As artificial intelligence (AI) continues to attract everyone’s attention, AI safety has become a popular topic in the marketplace of ideas. AI security is capturing the media cycle, AI security startups are surreptitiously emerging left and right, and incumbents are rushing to release AI-relevant security features . It’s clear that security teams are concerned about AI.
But what exactly does “AI security” mean?
Frankly, we still don’t know what security means for AI because we don’t yet know what AI development means. “Safety for X“It usually comes later X has matured – think cloud, network, web apps – but AI remains a moving target.
However, there are some distinct categories of issues that emerge as part of AI safety. These align with the concerns of different roles within an organization, so it is unclear whether they merge easily, although they obviously have some overlap.
These problems are:
-
Building safe AI applications
Let’s tackle them one at a time.
1. Visibility
Security always starts with visibility, and protecting AI applications is no different. Chances are, many teams in your organization are using and building AI applications right now. Some may have the security knowledge, resources, and experience to do this properly, but others probably don’t. Each team might use different technology to build their applications and apply different standards to ensure they work properly. To standardize practices, some organizations create specialized teams inventory and review all AI applications. Although this is not an easy task in the company, visibility is important enough to start this process.
2. Prevention of data leakage
When ChatGPT was first launched, many companies went down the same path desperately trying to block it. Every week new headlines emerged of companies losing their intellectual property to AI because an employee copied and pasted highly sensitive data into the chat so they could ask for a summary or funny poem about it. This was really all anyone could talk about for a few weeks.
Since you can’t control ChatGPT or any of the other AI on the consumer market, this has become a sprawling challenge. Companies issue acceptable use policies with approved enterprise AI services, but these are not easy to enforce. This issue has attracted so much attention that OpenAI, which caused the scare in the first place, changed its policies to allow it users to opt out to be included in the training set and for organizations to pay to opt out on behalf of all their users.
This problem (users pasting bad information into an app where it doesn’t belong) seems similar to that data loss prevention (DLP) AND Cloud Access Security Broker (CASB) solutions have been created to solve. It remains to be seen whether companies can use these tools created for conventional data to protect data within AI.
3. Checking the AI model
Think about SQL injection, which powered the application security testing industry. It occurs when data is translated into instructions, thus allowing people who manipulate the application’s data (i.e., users) to manipulate the application’s instructions (i.e., its behavior). After years of serious problems that devastated web applications, application development frameworks have risen to the challenge and now securely handle user input. If you’re using a modern framework and going down its paved road, SQL injection is for all intents and purposes a solved problem.

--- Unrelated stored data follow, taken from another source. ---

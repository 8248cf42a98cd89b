//! Teardown scenarios: client destruction through the reapers, unexport
//! cleanup and filesystem removal.

#[cfg(test)]
mod tests {
    use crate::harness::{fh, StateEnv, FSID, LEASE_SECS};
    use claudefs_nfs4state::file::{SHARE_ACCESS_BOTH, SHARE_ACCESS_READ, SHARE_DENY_NONE};
    use claudefs_nfs4state::{spawn_reapers, Fsid, IoMode, MemoryVolume, StateError, TableKind};
    use std::sync::Arc;
    use std::time::Duration;

    #[test]
    fn test_client_destroy_closes_each_state_once() {
        let env = StateEnv::new();
        let a = env.client("a");
        let f = fh("F");
        let g = fh("G");
        let sf = env.open_confirmed(a, "o1", &f, SHARE_ACCESS_BOTH, SHARE_DENY_NONE);
        env.open_confirmed(a, "o2", &g, SHARE_ACCESS_READ, SHARE_DENY_NONE);
        env.lock_new_owner(&f, sf, 2, "lo");
        assert_eq!(env.volume().locks_on(&f), 1);

        env.registry().expire_client(a).unwrap();
        for _ in 0..3 {
            env.registry().reap_once();
        }

        let fs = env.registry().filesystem(FSID).unwrap();
        assert_eq!(fs.open_state_count(), 0);
        assert_eq!(fs.lock_state_count(), 0);
        assert_eq!(env.registry().client_count(), 0);
        assert_eq!(env.registry().open_owner_count(), 0);
        assert_eq!(env.volume().unshare_calls(), 2);
        assert_eq!(env.volume().sysid_calls(), 1);
        assert_eq!(env.volume().clean_calls(), 0);
        assert_eq!(env.volume().locks_on(&f), 0);
    }

    #[test]
    fn test_idle_client_survives_reap() {
        let env = StateEnv::new();
        let a = env.client("a");
        let f = fh("F");
        let sid = env.open_confirmed(a, "o", &f, SHARE_ACCESS_READ, SHARE_DENY_NONE);

        env.clock().advance(LEASE_SECS - 1);
        let stats = env.registry().reap_once();
        assert_eq!(stats.total(), 0);
        assert!(env.registry().check_stateid(FSID, &f, &sid, IoMode::Read).is_ok());
    }

    #[test]
    fn test_lapsed_lease_swept_then_reaped() {
        let env = StateEnv::new();
        let a = env.client("a");
        let f = fh("F");
        env.open_confirmed(a, "o", &f, SHARE_ACCESS_READ, SHARE_DENY_NONE);

        env.clock().advance(LEASE_SECS + 1);
        assert_eq!(env.registry().sweep_leases(), 1);
        assert_eq!(env.volume().unshare_calls(), 1);
        assert_eq!(env.registry().reap_table(TableKind::OpenState), 1);
        // the sweep only runs once per client
        assert_eq!(env.registry().sweep_leases(), 0);
    }

    #[test]
    fn test_unexport_leaves_other_filesystems() {
        let env = StateEnv::new();
        let other = Fsid(9);
        env.registry().add_filesystem(other, Arc::new(MemoryVolume::new()));
        let a = env.client("a");

        let f = fh("F");
        let gone = env.open_confirmed(a, "o", &f, SHARE_ACCESS_READ, SHARE_DENY_NONE);
        let mut args = env.open_args(a, "o", 2, &fh("H"), SHARE_ACCESS_READ, SHARE_DENY_NONE);
        args.fsid = other;
        let kept = env.open(&args).unwrap().stateid;

        let stats = env.registry().clean_state(FSID, None).unwrap();
        assert_eq!(stats.open_states, 1);
        assert_eq!(stats.files, 1);

        assert!(matches!(
            env.registry().check_stateid(FSID, &f, &gone, IoMode::Read),
            Err(StateError::Expired)
        ));
        assert!(env
            .registry()
            .check_stateid(other, &fh("H"), &kept, IoMode::Read)
            .is_ok());
        assert!(env.registry().renew(a).is_ok());
    }

    #[test]
    fn test_remove_filesystem_forgets_store() {
        let env = StateEnv::new();
        let a = env.client("a");
        let f = fh("F");
        let sid = env.open_confirmed(a, "o", &f, SHARE_ACCESS_READ, SHARE_DENY_NONE);

        env.registry().remove_filesystem(FSID).unwrap();
        assert!(matches!(
            env.registry().check_stateid(FSID, &f, &sid, IoMode::Read),
            Err(StateError::UnknownFilesystem { .. })
        ));
        assert_eq!(env.volume().unshare_calls(), 1);
    }

    #[tokio::test(start_paused = true)]
    async fn test_background_reapers_tear_down_expired_client() {
        let env = StateEnv::new();
        let a = env.client("a");
        env.open_confirmed(a, "o", &fh("F"), SHARE_ACCESS_READ, SHARE_DENY_NONE);
        env.registry().expire_client(a).unwrap();

        let (tx, rx) = tokio::sync::watch::channel(false);
        let handles = spawn_reapers(env.shared(), rx);
        tokio::time::sleep(Duration::from_secs(2 * LEASE_SECS + 5)).await;

        let fs = env.registry().filesystem(FSID).unwrap();
        assert_eq!(fs.open_state_count(), 0);
        assert_eq!(env.volume().unshare_calls(), 1);

        tx.send(true).unwrap();
        for handle in handles {
            handle.await.unwrap();
        }
    }
}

One of the strange things about AI from an engineer’s perspective is that it mixes instructions and data. You tell the AI what you want it to do with the text and then let your users add more text in essentially the same input. As you would expect, this allows users to edit the instructions. Using smart instructions allows you to do this even if the application builder really tried to prevent it, a problem we are all familiar with today timely injection.
For AI application developers, trying to control these uncontrollable patterns is a real challenge. This is a security issue, but it’s also a predictability and usability issue.
4. Building safe AI applications
Once you allow the AI to act on the user’s behalf and chain those actions one after another, you’ve reached uncharted territory. Can you really tell if the AI is doing the things it should do to achieve its goal? If you could think of and list everything that AI might need to do, then you probably wouldn’t need AI in the first place.
It is important to emphasize that this issue concerns how artificial intelligence interacts with the world, and therefore it is as much about the world as it is about artificial intelligence. Most Copilot apps pride themselves on inheriting existing security controls by impersonating users, but are user security controls really that strong? Can we really rely on user-managed and assigned permissions to protect sensitive data from curious AI?
A final thought
Trying to say something about where AI will end up, or by extension the safety of AI, is trying to predict the future. As the Danish proverb says, it is difficult to make predictions, especially about the future. As the development and use of artificial intelligence continues to evolve, the security landscape it is destined to evolve with them.